(Saved entries)
##############################
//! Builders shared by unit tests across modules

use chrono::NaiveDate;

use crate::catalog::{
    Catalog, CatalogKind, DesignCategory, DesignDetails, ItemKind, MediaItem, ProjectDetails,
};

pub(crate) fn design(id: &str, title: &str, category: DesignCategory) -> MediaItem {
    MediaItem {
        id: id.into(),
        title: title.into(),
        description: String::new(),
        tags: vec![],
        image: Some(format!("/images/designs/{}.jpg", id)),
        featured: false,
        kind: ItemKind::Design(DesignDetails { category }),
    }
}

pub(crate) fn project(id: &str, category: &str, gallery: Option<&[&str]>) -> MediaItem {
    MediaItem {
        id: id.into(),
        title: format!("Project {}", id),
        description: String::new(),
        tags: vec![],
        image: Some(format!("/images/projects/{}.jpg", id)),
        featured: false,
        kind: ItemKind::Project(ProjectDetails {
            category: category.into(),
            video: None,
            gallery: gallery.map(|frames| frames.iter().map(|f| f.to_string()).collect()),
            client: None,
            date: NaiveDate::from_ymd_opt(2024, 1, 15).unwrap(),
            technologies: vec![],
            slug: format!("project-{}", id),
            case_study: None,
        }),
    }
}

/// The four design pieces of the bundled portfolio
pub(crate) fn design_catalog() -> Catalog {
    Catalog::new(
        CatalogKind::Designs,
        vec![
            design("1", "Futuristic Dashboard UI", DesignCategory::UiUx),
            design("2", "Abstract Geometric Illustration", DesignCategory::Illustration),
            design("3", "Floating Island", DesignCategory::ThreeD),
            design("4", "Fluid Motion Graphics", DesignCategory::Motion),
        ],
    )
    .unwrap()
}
##############################
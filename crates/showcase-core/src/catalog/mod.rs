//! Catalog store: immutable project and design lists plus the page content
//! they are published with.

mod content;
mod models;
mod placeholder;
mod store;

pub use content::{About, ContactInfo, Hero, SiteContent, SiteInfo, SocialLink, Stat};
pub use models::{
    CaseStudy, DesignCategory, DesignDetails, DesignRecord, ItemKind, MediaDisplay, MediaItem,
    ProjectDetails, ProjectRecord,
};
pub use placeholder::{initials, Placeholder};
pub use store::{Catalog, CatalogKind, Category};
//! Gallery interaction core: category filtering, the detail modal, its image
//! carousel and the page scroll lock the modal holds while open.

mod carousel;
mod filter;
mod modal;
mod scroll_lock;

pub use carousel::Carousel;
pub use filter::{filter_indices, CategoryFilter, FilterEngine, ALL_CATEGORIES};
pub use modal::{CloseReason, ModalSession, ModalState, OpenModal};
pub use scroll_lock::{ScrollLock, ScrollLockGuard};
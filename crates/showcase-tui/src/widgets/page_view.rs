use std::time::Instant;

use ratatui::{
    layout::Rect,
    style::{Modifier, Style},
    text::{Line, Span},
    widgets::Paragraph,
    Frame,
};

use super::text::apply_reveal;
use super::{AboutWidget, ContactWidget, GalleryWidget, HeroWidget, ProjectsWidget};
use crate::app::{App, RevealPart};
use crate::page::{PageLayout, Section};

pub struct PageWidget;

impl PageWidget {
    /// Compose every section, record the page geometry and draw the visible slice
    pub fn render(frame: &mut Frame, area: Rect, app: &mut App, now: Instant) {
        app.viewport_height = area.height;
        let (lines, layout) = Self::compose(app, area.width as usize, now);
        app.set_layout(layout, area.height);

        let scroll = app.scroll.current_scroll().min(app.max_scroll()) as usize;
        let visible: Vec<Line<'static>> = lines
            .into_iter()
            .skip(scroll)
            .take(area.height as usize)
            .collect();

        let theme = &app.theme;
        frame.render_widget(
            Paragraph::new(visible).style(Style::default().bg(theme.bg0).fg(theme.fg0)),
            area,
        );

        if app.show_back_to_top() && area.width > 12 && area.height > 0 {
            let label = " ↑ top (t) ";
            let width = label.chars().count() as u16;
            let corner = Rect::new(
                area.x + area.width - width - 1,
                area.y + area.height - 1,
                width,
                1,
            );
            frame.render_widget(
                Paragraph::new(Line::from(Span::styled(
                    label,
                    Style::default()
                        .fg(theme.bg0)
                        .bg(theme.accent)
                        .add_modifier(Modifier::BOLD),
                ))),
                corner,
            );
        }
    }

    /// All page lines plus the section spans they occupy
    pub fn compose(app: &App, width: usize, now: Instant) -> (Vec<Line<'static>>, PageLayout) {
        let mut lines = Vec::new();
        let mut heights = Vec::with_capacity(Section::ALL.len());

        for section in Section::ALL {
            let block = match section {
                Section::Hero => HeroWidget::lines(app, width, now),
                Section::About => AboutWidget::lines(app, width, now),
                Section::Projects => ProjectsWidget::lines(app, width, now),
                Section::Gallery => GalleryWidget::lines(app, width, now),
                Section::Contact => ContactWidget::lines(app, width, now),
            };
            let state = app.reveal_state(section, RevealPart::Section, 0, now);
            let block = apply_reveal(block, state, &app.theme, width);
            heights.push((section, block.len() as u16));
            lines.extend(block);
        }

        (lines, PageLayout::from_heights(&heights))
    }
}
##############################
Work request: Show every line in the entries above that contains the string "default".

Response to this exercise:
            Paragraph::new(visible).style(Style::default().bg(theme.bg0).fg(theme.fg0)),
                    Style::default()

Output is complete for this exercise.